For the past 25 years, health care providers and health system administrators have sought to improve care by surveying patients about their experiences. More recently, policymakers have acted to promote this learning by deploying financial incentives tied to survey scores. This article explores the potential of systematically elicited narratives about experiences with outpatient care to enrich quality improvement.
Narratives were collected from 348 patients recruited from a nationally representative Internet panel. Drawing from the literature on health services innovation, we developed a two-part coding schema that categorized narrative content in terms of (a) the aspects of care being described, and (b) the actionability of this information for clinicians, quality improvement staff, and health system administrators. Narratives were coded using this schema, with high levels of reliability among the coders.
The scope of outpatient narratives divides evenly among aspects of care currently measured by patient experience surveys (35% of content), aspects related to measured domains but not captured by existing survey questions (31%), and aspects of care that are omitted from surveys entirely (34%). Overall, the narrative data focused heavily on relational aspects of care (43%), elaborating on this aspect of experience well beyond what is captured with communication-related questions on existing surveys. Three-quarters of elicited narratives had some actionable content, and almost a third contained three or more separate actionable elements.

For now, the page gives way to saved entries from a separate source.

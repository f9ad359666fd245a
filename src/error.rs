use super::*;

/// Convenience alias for results produced by this crate.
pub type Result<T, E = Error> = std::result::Result<T, E>;

/// Errors that can occur while loading a trace or emitting its report.
///
/// Replaying itself cannot fail: every condition inside a trace is handled.
#[derive(Debug, thiserror::Error)]
pub enum Error {
  #[error("failed to encode leak report as json: {0}")]
  Json(#[from] serde_json::Error),

  #[error("failed to read trace {}: {source}", path.display())]
  Read {
    path: PathBuf,
    #[source]
    source: io::Error,
  },

  #[error("i/o error while writing leak report: {0}")]
  Write(#[source] io::Error),
}
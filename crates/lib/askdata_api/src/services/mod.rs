//! Transport helpers shared by handlers and middleware.

pub mod cookies;
pub mod credentials;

In a health policy environment that incentivizes attention to patient experience, rigorously elicited narratives hold substantial promise for improving quality in general and patients' experiences with care in particular. They do so in two ways: by making concrete what went wrong or right in domains covered by existing surveys, and by expanding our view of what aspects of care matter to patients as articulated in their own words and thus how care can be made more patient-centered. Most narratives convey experiences that are potentially actionable by those committed to improving health care quality in outpatient settings.
背景:在过去的 25 年中,医疗保健提供者和医疗系统管理者一直试图通过调查患者的就诊体验来改善医疗服务。最近,政策制定者采取行动,通过与调查评分挂钩的经济激励措施来推动这一学习。本文探讨了系统收集的有关门诊就诊体验的叙述,以丰富质量改进的潜力。
方法:从全国代表性的互联网小组中招募了 348 名患者,收集了他们的叙述。借鉴关于卫生服务创新的文献,我们制定了一个两部分的编码方案,根据(a)描述的护理方面和(b)为临床医生、质量改进人员和医疗系统管理人员提供的信息的可操作性对叙述内容进行分类。使用该方案对叙述进行编码,编码员之间具有很高的可靠性。
发现:门诊叙述的范围平均分为目前患者体验调查所测量的护理方面(内容的 35%)、与测量领域相关但未被现有调查问题所涵盖的方面(31%)以及完全被调查所忽略的护理方面(34%)。总体而言,叙述数据主要集中在护理的关系方面(43%),比现有调查中关于沟通的问题更详细地阐述了这方面的体验。四分之三的叙述有一些可操作性的内容,近三分之一的叙述包含三个或更多单独的可操作元素。
结论:在鼓励关注患者体验的卫生政策环境中,严格收集的叙述在提高整体质量方面具有很大的潜力,特别是在改善患者就诊体验方面。它们通过两种方式实现:通过使现有调查涵盖的领域中出现的问题变得具体,以及通过扩大我们对患者在自己的话语中所表达的护理方面的看法,从而使护理更以患者为中心。大多数叙述传达了那些致力于改善门诊环境下医疗质量的人潜在可操作的经验。